Task directions | Of the entries below, restate word for word only the section that runs from the line with "let Some(snapshot) = self.unshuffled.take()" to the line with "pub fn set_position(&mut", counting both ends.

Supplied data |
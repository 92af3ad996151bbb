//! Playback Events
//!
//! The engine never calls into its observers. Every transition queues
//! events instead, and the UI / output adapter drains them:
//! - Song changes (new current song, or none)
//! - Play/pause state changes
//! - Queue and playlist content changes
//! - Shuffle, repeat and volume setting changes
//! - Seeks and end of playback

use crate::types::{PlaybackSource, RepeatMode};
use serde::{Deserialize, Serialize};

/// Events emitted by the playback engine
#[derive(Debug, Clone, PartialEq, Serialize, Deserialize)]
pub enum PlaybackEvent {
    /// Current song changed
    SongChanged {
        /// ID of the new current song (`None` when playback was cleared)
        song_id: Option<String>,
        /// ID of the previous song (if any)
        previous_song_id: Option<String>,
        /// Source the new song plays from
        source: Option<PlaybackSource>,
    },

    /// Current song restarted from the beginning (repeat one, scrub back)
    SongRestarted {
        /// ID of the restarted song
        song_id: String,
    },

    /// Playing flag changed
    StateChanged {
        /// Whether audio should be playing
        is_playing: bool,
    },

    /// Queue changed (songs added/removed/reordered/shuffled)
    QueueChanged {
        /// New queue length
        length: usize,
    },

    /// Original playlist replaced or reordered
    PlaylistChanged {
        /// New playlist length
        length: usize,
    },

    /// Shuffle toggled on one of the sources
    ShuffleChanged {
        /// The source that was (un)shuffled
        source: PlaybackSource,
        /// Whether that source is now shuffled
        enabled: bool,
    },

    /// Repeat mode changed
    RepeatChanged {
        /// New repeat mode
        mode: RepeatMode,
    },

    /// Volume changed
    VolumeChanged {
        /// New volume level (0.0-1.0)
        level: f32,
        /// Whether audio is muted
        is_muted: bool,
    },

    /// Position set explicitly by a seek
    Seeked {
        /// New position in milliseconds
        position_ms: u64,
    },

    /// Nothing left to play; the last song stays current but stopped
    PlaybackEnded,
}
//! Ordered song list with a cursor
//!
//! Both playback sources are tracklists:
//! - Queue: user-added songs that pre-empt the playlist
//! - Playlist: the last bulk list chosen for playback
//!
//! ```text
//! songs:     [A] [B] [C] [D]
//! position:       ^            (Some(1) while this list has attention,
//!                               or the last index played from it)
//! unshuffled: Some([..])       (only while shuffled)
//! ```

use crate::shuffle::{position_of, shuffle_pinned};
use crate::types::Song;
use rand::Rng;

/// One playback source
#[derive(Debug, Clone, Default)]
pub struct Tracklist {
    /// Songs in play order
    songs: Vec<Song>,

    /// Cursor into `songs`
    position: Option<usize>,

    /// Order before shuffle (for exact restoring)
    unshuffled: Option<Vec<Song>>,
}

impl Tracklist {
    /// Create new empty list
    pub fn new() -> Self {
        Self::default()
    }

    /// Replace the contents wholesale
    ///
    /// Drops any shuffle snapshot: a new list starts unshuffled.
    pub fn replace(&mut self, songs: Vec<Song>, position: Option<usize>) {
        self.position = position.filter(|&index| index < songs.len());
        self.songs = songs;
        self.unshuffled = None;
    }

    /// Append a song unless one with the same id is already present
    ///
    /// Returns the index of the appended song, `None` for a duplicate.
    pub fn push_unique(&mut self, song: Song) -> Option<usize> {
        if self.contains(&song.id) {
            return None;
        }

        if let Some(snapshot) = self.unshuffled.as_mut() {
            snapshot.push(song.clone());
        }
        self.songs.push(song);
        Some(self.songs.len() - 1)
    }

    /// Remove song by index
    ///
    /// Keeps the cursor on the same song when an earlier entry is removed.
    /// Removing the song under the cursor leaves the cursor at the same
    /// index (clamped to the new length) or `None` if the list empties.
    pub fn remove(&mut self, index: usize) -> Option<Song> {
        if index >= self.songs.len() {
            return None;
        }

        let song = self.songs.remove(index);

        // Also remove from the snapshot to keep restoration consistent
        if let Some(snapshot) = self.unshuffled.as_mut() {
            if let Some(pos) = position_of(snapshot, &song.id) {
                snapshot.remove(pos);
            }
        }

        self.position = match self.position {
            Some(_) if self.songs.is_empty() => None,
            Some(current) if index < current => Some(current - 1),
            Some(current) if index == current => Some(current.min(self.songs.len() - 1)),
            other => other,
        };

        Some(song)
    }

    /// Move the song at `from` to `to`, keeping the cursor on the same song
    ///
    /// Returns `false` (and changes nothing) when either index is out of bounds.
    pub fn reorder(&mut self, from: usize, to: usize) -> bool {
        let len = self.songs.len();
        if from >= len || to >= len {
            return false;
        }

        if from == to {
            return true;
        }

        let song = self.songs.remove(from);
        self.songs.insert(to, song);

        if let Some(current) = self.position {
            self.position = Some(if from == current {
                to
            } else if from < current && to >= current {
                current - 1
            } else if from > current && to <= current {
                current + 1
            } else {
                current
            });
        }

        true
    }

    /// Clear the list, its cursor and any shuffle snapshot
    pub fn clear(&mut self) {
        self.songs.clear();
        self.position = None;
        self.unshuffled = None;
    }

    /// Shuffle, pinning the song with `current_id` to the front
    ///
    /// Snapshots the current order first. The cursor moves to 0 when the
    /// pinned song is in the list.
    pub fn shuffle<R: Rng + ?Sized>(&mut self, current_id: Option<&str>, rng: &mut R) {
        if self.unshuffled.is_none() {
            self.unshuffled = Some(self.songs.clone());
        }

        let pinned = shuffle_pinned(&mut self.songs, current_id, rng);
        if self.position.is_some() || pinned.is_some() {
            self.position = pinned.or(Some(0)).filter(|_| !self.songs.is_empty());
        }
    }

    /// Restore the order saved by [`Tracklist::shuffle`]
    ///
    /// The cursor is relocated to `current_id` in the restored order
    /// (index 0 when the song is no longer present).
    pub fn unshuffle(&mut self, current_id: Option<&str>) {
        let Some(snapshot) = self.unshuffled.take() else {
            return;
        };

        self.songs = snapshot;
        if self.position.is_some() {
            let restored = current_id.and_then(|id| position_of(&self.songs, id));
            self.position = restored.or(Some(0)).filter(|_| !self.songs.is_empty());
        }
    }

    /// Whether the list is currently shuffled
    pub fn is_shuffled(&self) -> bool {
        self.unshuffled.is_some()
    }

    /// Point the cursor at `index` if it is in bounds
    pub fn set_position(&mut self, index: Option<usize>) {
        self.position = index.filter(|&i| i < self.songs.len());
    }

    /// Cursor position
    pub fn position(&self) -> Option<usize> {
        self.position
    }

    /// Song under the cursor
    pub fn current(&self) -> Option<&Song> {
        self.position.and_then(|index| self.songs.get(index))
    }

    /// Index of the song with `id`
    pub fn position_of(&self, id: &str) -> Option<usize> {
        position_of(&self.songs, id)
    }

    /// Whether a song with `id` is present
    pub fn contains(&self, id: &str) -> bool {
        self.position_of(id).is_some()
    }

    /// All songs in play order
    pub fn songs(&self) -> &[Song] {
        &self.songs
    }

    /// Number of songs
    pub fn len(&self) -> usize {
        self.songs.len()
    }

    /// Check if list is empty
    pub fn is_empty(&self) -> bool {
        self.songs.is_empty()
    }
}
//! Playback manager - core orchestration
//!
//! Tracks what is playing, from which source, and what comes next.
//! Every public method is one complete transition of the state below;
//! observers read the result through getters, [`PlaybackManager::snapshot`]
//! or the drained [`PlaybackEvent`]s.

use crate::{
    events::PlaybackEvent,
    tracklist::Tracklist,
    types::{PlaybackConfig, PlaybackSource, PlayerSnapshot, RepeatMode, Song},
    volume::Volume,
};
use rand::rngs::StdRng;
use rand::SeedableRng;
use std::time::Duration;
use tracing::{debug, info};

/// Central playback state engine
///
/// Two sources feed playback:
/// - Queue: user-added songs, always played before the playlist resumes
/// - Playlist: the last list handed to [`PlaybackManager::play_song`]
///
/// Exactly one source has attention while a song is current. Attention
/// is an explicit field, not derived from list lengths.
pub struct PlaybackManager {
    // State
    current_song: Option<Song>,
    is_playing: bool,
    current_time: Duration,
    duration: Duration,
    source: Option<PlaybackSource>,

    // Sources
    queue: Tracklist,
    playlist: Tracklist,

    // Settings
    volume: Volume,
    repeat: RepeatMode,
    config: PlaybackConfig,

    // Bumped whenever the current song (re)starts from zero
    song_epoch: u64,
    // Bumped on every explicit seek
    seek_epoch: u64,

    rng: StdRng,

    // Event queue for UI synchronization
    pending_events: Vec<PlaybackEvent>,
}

Task solution |
        let Some(snapshot) = self.unshuffled.take() else {
            return;
        };

        self.songs = snapshot;
        if self.position.is_some() {
            let restored = current_id.and_then(|id| position_of(&self.songs, id));
            self.position = restored.or(Some(0)).filter(|_| !self.songs.is_empty());
        }
    }

    /// Whether the list is currently shuffled
    pub fn is_shuffled(&self) -> bool {
        self.unshuffled.is_some()
    }

    /// Point the cursor at `index` if it is in bounds
    pub fn set_position(&mut self, index: Option<usize>) {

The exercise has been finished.